> _Your assignment_:
Make an exact copy of the lines starting at the top of the listing below and ending at the line that contains "use doc_refinery::config::Config;", inclusive.

> _Information given_:
----------
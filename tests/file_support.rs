//! Integration tests for document parsing through the ingestion cache.
//!
//! PDF and DOCX uploads are parsed once, stored with their content type,
//! and answered from the cache afterwards; unparseable bytes store nothing.

use std::sync::Arc;

use doc_refinery::cache::IngestionCache;
use doc_refinery::commands::open_store;
use doc_refinery::config::Config;
use doc_refinery::extract::{parse_document, MIME_DOCX, MIME_PDF};
use refinery_core::Error;
use tempfile::TempDir;

/// Minimal valid PDF containing the text "pdf test phrase".
/// Body first, then an xref with correct byte offsets so pdf-extract can
/// parse it.
fn minimal_pdf_with_phrase() -> Vec<u8> {
    let mut out = Vec::new();
    out.extend_from_slice(b"%PDF-1.4\n");
    let o1 = out.len();
    out.extend_from_slice(b"1 0 obj << /Type /Catalog /Pages 2 0 R >> endobj\n");
    let o2 = out.len();
    out.extend_from_slice(b"2 0 obj << /Type /Pages /Kids [3 0 R] /Count 1 >> endobj\n");
    let o3 = out.len();
    out.extend_from_slice(b"3 0 obj << /Type /Page /Parent 2 0 R /MediaBox [0 0 612 792] /Contents 4 0 R /Resources << /Font << /F1 5 0 R >> >> >> endobj\n");
    let o4 = out.len();
    out.extend_from_slice(b"4 0 obj << /Length 43 >> stream\nBT /F1 12 Tf 100 700 Td (pdf test phrase) Tj ET\nendstream endobj\n");
    let o5 = out.len();
    out.extend_from_slice(
        b"5 0 obj << /Type /Font /Subtype /Type1 /BaseFont /Helvetica >> endobj\n",
    );
    let xref_start = out.len();
    out.extend_from_slice(b"xref\n0 6\n");
    out.extend_from_slice(format!("{:010} 65535 f \n", 0).as_bytes());
    for offset in [o1, o2, o3, o4, o5] {
        out.extend_from_slice(format!("{:010} 00000 n \n", offset).as_bytes());
    }
    out.extend_from_slice(b"trailer << /Size 6 /Root 1 0 R >>\nstartxref\n");
    out.extend_from_slice(format!("{}\n", xref_start).as_bytes());
    out.extend_from_slice(b"%%EOF\n");
    out
}

fn minimal_docx_with_text(phrase: &str) -> Vec<u8> {
    use std::io::Write;
    let mut buf = Vec::new();
    {
        let mut zip = zip::ZipWriter::new(std::io::Cursor::new(&mut buf));
        zip.start_file(
            "word/document.xml",
            zip::write::SimpleFileOptions::default(),
        )
        .unwrap();
        let xml = format!(
            "<?xml version=\"1.0\"?><w:document xmlns:w=\"http://schemas.openxmlformats.org/wordprocessingml/2006/main\"><w:body><w:p><w:r><w:t>{}</w:t></w:r></w:p></w:body></w:document>",
            phrase
        );
        zip.write_all(xml.as_bytes()).unwrap();
        zip.finish().unwrap();
    }
    buf
}

async fn setup_cache(tmp: &TempDir) -> IngestionCache {
    let config = Config::minimal(tmp.path().join("files.sqlite"));
    let store = open_store(&config).await.unwrap();
    IngestionCache::new(store, &config.cache)
}

#[tokio::test]
async fn pdf_is_parsed_and_stored() {
    let tmp = TempDir::new().unwrap();
    let cache = setup_cache(&tmp).await;
    let pdf = minimal_pdf_with_phrase();

    let owned = pdf.clone();
    let resolution = cache
        .resolve(&pdf, "parser", move || parse_document(owned, "cv.pdf".to_string()))
        .await
        .unwrap();
    assert!(!resolution.was_cached);

    let parsed = resolution.record.parsed.unwrap();
    assert_eq!(parsed["content_type"], MIME_PDF);
    assert!(parsed["text"].as_str().unwrap().contains("pdf test phrase"));
}

#[tokio::test]
async fn docx_is_parsed_once() {
    let tmp = TempDir::new().unwrap();
    let cache = setup_cache(&tmp).await;
    let docx = minimal_docx_with_text("office test phrase");

    let owned = docx.clone();
    let first = cache
        .resolve(&docx, "parser", move || parse_document(owned, "cv.docx".to_string()))
        .await
        .unwrap();
    let parsed = first.record.parsed.clone().unwrap();
    assert_eq!(parsed["content_type"], MIME_DOCX);
    assert_eq!(parsed["text"], "office test phrase");

    let again = cache
        .resolve(&docx, "parser", || async {
            Err(Error::InvalidInput(
                "a live record must not be parsed again".to_string(),
            ))
        })
        .await
        .unwrap();
    assert!(again.was_cached);
    assert_eq!(again.record.id, first.record.id);
}

#[tokio::test]
async fn renamed_copy_of_same_bytes_is_deduplicated() {
    let tmp = TempDir::new().unwrap();
    let cache = setup_cache(&tmp).await;
    let docx = minimal_docx_with_text("same bytes");

    let a = docx.clone();
    let first = cache
        .resolve(&docx, "parser", move || parse_document(a, "a.docx".to_string()))
        .await
        .unwrap();
    let b = docx.clone();
    let second = cache
        .resolve(&docx, "parser", move || parse_document(b, "b.docx".to_string()))
        .await
        .unwrap();

    assert!(second.was_cached);
    assert_eq!(second.record.filename, "a.docx");
    assert_eq!(second.record.id, first.record.id);
}

#[tokio::test]
async fn corrupt_docx_stores_nothing() {
    let tmp = TempDir::new().unwrap();
    let cache = setup_cache(&tmp).await;
    let bytes = b"PK\x03\x04 truncated".to_vec();

    let owned = bytes.clone();
    let err = cache
        .resolve(&bytes, "parser", move || parse_document(owned, "cv.docx".to_string()))
        .await
        .unwrap_err();
    assert!(matches!(err, Error::Parse { .. }), "got {:?}", err);
    assert_eq!(cache.store().count().await.unwrap(), 0);
}

#[tokio::test]
async fn concurrent_uploads_of_one_file_share_a_record() {
    let tmp = TempDir::new().unwrap();
    let cache = Arc::new(setup_cache(&tmp).await);
    let docx = minimal_docx_with_text("race");

    let mut handles = Vec::new();
    for i in 0..10 {
        let cache = cache.clone();
        let bytes = docx.clone();
        handles.push(tokio::spawn(async move {
            let owned = bytes.clone();
            cache
                .resolve(&bytes, "parser", move || {
                    parse_document(owned, format!("copy-{}.docx", i))
                })
                .await
        }));
    }

    let mut ids = Vec::new();
    for handle in handles {
        ids.push(handle.await.unwrap().unwrap().record.id);
    }
    ids.sort();
    ids.dedup();
    assert_eq!(ids.len(), 1);
    assert_eq!(cache.store().count().await.unwrap(), 1);
}
//! Artifact storage abstraction.
//!
//! The [`ArtifactStore`] trait is the persisted store the ingestion cache
//! dedups against. Implementations must enforce uniqueness of
//! `(content_hash, model_hash)` themselves: the cache holds no lock and
//! relies on [`insert`](ArtifactStore::insert) and
//! [`supersede`](ArtifactStore::supersede) reporting [`Error::Conflict`]
//! when a concurrent writer got there first.
//!
//! Implementations must be `Send + Sync` to work with async runtimes.
//!
//! [`Error::Conflict`]: crate::error::Error::Conflict

pub mod memory;

use async_trait::async_trait;

use crate::error::Result;
use crate::models::{ArtifactRecord, CacheKey};

/// Abstract persisted store of [`ArtifactRecord`]s.
///
/// | Method | Purpose |
/// |--------|---------|
/// | [`find_by_key`](ArtifactStore::find_by_key) | Dedup lookup |
/// | [`insert`](ArtifactStore::insert) | Atomic create, `Conflict` on duplicate key |
/// | [`supersede`](ArtifactStore::supersede) | Refresh a stale record in place |
/// | [`get`](ArtifactStore::get) / [`list`](ArtifactStore::list) | Reads by identity |
/// | [`rename`](ArtifactStore::rename) | Display-name edit |
/// | [`delete`](ArtifactStore::delete) | Explicit removal |
#[async_trait]
pub trait ArtifactStore: Send + Sync {
    /// The record stored under `key`, live or stale.
    async fn find_by_key(&self, key: &CacheKey) -> Result<Option<ArtifactRecord>>;

    /// Persist a new record as one atomic write.
    ///
    /// Fails with `Conflict` if a record already holds the same key; in
    /// that case nothing is written.
    async fn insert(&self, record: &ArtifactRecord) -> Result<()>;

    /// Replace the fields of `stale` with those of `fresh`, keeping
    /// `stale.id`.
    ///
    /// The write only applies if the stored row still carries
    /// `stale.created_at`; otherwise another writer refreshed it first and
    /// this returns `Conflict`.
    async fn supersede(&self, stale: &ArtifactRecord, fresh: &ArtifactRecord) -> Result<()>;

    async fn get(&self, id: &str) -> Result<Option<ArtifactRecord>>;

    /// All records, newest first.
    async fn list(&self) -> Result<Vec<ArtifactRecord>>;

    /// Set or clear the display name. Returns the updated record, or
    /// `None` if `id` does not exist.
    async fn rename(&self, id: &str, display_name: Option<&str>)
        -> Result<Option<ArtifactRecord>>;

    /// Remove a record. Returns `false` if it did not exist.
    async fn delete(&self, id: &str) -> Result<bool>;

    /// Number of stored records.
    async fn count(&self) -> Result<usize>;
}
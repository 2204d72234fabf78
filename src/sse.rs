//! Server-sent-events rendering of rewrite streams.
//!
//! Each event becomes one `data: <json>\n\n` frame:
//!
//! ```text
//! data: {"progress":30}
//!
//! data: {"patch":[{"op":"replace","path":"/1","value":"..."}]}
//!
//! ```
//!
//! A failed stream ends with a single `{"error": "..."}` frame instead of a
//! patch.

use axum::response::sse::Event;
use serde_json::{json, Value};

use refinery_core::Error;

use crate::rewrite::RewriteEvent;

/// JSON payload carried by an event's `data:` line.
pub fn event_payload(event: &RewriteEvent) -> Value {
    match event {
        RewriteEvent::Progress(p) => json!({ "progress": p }),
        RewriteEvent::Patch(ops) => json!({ "patch": ops }),
    }
}

pub fn error_payload(err: &Error) -> Value {
    json!({ "error": err.to_string() })
}

/// Full wire frame for `event`, blank-line terminated.
pub fn to_sse_frame(event: &RewriteEvent) -> String {
    frame(&event_payload(event))
}

pub fn error_frame(err: &Error) -> String {
    frame(&error_payload(err))
}

fn frame(payload: &Value) -> String {
    format!("data: {}\n\n", payload)
}

/// The same payloads as axum [`Event`]s for `Sse` responses.
pub fn to_axum_event(item: &Result<RewriteEvent, Error>) -> Event {
    let payload = match item {
        Ok(event) => event_payload(event),
        Err(err) => error_payload(err),
    };
    Event::default().data(payload.to_string())
}

#[cfg(test)]
mod tests {
    use super::*;
    use refinery_core::patch::PatchOp;

    #[test]
    fn progress_frame() {
        assert_eq!(
            to_sse_frame(&RewriteEvent::Progress(60)),
            "data: {\"progress\":60}\n\n"
        );
    }

    #[test]
    fn patch_frame() {
        let frame = to_sse_frame(&RewriteEvent::Patch(vec![PatchOp::replace(2, "b")]));
        assert_eq!(
            frame,
            "data: {\"patch\":[{\"op\":\"replace\",\"path\":\"/2\",\"value\":\"b\"}]}\n\n"
        );
    }

    #[test]
    fn empty_patch_is_still_a_frame() {
        assert_eq!(
            to_sse_frame(&RewriteEvent::Patch(Vec::new())),
            "data: {\"patch\":[]}\n\n"
        );
    }

    #[test]
    fn error_frame_carries_message() {
        let frame = error_frame(&Error::Provider("boom".to_string()));
        assert!(frame.starts_with("data: {\"error\":"));
        assert!(frame.contains("boom"));
        assert!(frame.ends_with("\n\n"));
    }
}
----------
> _Answer section_:
filename tests/file_support.rs
//! Integration tests for document parsing through the ingestion cache.
//!
//! PDF and DOCX uploads are parsed once, stored with their content type,
//! and answered from the cache afterwards; unparseable bytes store nothing.

use std::sync::Arc;

use doc_refinery::cache::IngestionCache;
use doc_refinery::commands::open_store;
use doc_refinery::config::Config;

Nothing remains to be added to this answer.